### Task
Where a line holds the word "priority", copy that line from the data below.

Source material: Begin

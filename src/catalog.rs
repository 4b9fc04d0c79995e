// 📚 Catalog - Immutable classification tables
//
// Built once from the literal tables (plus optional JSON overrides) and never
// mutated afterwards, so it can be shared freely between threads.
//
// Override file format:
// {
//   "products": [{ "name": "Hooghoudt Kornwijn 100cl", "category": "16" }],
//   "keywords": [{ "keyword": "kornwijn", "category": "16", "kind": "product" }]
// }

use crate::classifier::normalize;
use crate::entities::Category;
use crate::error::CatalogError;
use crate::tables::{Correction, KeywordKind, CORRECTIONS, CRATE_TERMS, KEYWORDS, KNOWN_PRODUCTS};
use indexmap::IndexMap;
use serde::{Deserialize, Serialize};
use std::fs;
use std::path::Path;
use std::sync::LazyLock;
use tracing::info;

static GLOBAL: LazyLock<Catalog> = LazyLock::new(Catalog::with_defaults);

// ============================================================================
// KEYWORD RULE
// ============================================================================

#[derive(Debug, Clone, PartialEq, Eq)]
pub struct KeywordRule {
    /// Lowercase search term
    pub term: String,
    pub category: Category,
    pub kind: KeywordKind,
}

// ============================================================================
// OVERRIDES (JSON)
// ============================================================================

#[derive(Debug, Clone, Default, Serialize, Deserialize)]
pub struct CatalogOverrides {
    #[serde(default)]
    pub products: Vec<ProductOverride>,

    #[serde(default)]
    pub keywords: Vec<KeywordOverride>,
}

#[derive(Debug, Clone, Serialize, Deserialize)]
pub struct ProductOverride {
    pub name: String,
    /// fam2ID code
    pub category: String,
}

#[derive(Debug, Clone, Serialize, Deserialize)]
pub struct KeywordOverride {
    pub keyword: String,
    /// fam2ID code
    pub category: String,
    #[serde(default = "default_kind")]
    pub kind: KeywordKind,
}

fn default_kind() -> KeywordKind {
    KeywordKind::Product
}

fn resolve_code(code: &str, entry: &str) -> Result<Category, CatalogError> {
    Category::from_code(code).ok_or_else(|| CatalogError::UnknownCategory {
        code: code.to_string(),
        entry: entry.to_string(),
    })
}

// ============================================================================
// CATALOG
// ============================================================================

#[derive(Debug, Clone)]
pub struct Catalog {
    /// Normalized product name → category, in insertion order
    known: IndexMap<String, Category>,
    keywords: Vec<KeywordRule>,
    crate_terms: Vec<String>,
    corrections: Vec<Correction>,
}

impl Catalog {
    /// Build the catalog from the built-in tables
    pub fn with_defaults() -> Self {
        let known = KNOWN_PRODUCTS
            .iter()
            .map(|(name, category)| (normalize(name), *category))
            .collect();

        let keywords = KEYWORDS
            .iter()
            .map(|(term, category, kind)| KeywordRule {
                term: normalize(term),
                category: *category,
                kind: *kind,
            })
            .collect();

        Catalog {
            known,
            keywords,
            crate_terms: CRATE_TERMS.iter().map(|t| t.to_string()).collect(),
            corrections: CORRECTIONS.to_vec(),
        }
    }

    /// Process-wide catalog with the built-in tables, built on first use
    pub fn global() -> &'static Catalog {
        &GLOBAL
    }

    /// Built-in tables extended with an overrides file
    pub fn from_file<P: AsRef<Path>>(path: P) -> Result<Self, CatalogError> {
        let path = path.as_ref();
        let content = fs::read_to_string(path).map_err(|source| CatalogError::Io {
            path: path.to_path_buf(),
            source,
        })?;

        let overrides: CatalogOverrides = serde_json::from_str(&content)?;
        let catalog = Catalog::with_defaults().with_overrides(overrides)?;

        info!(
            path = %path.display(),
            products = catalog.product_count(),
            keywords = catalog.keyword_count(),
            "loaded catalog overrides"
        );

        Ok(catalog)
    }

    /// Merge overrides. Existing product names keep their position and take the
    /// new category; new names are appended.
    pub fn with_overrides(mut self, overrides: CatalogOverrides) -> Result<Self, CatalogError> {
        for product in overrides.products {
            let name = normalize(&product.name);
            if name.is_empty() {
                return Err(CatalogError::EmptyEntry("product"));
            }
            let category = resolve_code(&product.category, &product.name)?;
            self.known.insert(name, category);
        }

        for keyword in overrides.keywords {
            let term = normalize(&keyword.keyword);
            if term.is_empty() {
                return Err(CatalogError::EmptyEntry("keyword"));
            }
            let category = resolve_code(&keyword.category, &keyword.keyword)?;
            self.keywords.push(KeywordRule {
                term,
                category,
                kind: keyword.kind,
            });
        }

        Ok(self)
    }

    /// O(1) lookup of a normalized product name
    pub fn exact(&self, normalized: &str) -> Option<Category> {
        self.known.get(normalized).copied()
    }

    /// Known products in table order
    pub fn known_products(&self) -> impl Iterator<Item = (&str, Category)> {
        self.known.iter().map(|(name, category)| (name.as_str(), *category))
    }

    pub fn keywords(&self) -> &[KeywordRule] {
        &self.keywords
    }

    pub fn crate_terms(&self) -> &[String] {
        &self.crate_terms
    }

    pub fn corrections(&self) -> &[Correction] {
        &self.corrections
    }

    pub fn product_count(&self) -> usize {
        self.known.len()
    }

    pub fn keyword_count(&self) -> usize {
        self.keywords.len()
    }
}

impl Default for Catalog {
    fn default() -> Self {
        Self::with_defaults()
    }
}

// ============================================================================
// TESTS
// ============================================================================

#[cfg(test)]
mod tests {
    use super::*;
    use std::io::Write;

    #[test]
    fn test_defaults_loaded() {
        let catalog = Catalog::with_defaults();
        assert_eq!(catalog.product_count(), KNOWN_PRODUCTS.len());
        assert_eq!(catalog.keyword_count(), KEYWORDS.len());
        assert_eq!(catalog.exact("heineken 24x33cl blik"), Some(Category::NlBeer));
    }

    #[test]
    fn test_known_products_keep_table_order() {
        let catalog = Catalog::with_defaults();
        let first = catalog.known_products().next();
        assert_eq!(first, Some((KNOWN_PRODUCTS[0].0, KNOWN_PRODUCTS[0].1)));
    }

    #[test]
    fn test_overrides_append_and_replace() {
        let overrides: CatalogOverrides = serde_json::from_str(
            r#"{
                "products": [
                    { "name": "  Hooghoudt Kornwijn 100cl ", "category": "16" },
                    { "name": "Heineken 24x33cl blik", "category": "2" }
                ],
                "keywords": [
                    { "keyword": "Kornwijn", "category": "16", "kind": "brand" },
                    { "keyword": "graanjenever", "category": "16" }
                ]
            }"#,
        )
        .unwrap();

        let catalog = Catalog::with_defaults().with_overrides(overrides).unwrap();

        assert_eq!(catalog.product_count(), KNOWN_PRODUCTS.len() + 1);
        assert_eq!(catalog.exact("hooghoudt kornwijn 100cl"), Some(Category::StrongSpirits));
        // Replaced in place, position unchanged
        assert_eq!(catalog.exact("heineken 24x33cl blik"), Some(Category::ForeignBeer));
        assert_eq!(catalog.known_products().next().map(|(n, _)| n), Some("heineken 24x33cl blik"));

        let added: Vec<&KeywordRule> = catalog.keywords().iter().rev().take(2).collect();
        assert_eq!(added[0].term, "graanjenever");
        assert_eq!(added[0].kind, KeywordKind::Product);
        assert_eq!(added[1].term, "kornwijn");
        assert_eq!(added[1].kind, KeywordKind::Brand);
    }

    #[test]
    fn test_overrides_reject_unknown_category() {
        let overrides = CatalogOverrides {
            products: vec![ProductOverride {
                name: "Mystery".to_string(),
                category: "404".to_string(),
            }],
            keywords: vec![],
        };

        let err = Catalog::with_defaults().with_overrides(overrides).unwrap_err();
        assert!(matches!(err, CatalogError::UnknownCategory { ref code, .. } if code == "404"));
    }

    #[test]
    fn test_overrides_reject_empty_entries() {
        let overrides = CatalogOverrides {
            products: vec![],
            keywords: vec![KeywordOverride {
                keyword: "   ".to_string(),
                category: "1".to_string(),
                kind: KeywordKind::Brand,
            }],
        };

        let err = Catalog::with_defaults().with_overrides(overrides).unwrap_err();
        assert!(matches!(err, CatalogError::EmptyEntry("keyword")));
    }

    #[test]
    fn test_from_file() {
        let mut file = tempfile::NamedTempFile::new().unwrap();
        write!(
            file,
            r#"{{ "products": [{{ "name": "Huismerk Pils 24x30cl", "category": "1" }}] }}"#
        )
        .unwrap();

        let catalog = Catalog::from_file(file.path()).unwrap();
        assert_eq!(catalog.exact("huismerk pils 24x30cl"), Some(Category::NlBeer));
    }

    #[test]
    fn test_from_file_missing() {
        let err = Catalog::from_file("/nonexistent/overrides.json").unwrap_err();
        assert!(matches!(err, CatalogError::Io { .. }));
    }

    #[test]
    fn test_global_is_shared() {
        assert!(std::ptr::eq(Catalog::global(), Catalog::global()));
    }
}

Source material: End
Source material: Begin

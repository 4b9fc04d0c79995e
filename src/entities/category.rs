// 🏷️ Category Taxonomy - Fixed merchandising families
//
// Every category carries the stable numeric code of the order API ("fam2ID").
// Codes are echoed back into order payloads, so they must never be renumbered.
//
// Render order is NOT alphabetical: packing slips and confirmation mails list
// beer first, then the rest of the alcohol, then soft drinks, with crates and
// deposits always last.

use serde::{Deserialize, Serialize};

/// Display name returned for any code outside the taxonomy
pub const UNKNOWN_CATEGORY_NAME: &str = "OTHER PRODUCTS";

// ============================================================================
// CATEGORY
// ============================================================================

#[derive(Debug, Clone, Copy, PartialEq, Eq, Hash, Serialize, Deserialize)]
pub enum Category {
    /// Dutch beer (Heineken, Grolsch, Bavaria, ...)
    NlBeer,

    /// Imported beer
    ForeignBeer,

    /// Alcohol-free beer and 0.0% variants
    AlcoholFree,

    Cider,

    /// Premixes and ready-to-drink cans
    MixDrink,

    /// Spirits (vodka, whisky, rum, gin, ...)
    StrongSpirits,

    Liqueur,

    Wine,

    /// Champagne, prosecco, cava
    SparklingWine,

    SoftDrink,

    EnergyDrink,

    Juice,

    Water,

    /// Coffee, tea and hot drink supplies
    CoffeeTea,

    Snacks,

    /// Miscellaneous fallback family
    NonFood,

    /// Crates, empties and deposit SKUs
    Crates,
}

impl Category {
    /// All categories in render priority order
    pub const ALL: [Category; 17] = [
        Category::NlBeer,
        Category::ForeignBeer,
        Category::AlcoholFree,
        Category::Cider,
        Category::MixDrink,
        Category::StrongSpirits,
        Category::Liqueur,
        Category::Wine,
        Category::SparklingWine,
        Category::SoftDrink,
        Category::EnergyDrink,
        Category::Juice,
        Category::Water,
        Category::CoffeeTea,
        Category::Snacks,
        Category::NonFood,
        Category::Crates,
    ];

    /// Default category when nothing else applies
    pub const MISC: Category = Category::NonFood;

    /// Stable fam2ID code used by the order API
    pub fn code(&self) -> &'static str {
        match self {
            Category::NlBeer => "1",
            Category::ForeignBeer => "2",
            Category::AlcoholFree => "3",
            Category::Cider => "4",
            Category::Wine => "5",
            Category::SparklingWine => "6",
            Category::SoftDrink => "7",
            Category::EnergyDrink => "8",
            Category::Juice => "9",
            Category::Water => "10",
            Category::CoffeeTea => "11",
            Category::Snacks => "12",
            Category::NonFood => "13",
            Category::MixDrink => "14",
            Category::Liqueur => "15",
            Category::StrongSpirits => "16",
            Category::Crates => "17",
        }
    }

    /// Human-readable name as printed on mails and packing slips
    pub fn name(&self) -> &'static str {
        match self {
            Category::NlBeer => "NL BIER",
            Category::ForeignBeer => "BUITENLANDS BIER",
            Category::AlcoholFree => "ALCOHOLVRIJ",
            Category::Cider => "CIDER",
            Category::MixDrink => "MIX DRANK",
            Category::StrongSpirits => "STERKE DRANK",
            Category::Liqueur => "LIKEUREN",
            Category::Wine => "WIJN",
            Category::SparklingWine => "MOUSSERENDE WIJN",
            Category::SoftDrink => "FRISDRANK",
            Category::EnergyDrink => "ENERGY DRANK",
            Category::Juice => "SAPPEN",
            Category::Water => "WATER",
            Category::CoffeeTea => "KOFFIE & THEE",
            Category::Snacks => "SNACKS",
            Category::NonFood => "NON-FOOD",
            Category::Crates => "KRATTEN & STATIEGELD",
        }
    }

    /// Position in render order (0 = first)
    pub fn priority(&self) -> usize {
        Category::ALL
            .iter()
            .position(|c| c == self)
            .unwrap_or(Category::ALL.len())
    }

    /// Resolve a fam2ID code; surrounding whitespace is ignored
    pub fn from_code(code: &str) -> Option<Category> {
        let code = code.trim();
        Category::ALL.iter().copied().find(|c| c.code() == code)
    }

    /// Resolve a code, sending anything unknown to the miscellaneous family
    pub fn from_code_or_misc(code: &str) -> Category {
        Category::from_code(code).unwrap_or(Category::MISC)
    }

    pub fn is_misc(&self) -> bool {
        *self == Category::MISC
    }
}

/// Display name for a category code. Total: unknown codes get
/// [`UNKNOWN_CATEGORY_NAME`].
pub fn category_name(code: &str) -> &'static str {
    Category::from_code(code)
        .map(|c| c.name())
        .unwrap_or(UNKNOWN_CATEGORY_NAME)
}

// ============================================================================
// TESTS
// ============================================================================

Source material: End
Source material: Begin

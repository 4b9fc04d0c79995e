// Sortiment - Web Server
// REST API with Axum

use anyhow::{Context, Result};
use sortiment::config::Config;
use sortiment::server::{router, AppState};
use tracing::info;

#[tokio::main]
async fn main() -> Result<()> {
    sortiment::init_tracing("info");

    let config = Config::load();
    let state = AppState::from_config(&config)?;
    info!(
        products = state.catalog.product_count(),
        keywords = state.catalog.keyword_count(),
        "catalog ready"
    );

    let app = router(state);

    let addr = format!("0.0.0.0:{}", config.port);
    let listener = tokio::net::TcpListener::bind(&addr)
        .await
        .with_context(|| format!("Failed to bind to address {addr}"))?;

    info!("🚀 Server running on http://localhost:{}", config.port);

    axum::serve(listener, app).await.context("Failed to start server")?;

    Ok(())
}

Source material: End

### Written solution
    /// All categories in render priority order
    pub fn priority(&self) -> usize {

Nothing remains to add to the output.